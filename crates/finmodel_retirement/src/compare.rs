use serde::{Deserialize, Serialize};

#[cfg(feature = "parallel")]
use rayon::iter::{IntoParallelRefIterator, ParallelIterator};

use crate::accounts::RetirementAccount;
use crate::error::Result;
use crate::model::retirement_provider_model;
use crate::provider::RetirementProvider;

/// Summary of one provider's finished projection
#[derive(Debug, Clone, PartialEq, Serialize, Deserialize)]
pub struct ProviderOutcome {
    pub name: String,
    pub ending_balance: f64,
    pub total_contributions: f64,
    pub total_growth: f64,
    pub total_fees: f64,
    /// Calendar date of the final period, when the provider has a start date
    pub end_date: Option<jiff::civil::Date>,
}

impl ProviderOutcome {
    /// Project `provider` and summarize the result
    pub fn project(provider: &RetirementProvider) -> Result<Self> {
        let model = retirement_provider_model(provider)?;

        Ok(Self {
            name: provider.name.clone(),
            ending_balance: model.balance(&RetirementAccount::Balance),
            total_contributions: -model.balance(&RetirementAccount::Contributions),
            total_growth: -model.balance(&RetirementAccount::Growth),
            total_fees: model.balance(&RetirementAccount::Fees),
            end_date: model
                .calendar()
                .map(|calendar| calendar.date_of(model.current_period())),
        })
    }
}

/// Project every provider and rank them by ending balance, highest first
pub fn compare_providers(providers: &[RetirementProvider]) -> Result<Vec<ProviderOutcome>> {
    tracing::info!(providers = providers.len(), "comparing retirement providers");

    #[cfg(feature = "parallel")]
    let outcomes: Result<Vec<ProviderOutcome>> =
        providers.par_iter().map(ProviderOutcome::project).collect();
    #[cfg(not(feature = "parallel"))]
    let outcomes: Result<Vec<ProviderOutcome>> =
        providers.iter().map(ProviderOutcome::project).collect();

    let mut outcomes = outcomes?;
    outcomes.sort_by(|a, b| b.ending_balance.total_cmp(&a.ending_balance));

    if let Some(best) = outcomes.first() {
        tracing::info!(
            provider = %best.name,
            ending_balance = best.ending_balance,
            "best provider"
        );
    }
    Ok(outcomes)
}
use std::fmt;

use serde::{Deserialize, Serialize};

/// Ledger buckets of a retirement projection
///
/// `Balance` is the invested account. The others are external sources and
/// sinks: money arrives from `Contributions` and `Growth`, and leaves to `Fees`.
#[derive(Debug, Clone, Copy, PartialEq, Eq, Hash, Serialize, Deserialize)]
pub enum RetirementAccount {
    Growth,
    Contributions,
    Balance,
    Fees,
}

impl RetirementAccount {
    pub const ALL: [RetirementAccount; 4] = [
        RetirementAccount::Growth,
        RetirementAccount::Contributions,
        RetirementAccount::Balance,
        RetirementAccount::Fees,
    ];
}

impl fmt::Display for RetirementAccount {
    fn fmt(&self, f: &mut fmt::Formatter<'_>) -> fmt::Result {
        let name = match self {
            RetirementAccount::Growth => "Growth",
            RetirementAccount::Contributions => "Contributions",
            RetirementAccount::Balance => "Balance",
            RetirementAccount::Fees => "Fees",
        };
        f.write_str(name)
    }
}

» Exercise requirements
Return, from the material above, every line with the word "first".

» Your response
/// Project every provider and rank them by ending balance, highest first
    if let Some(best) = outcomes.first() {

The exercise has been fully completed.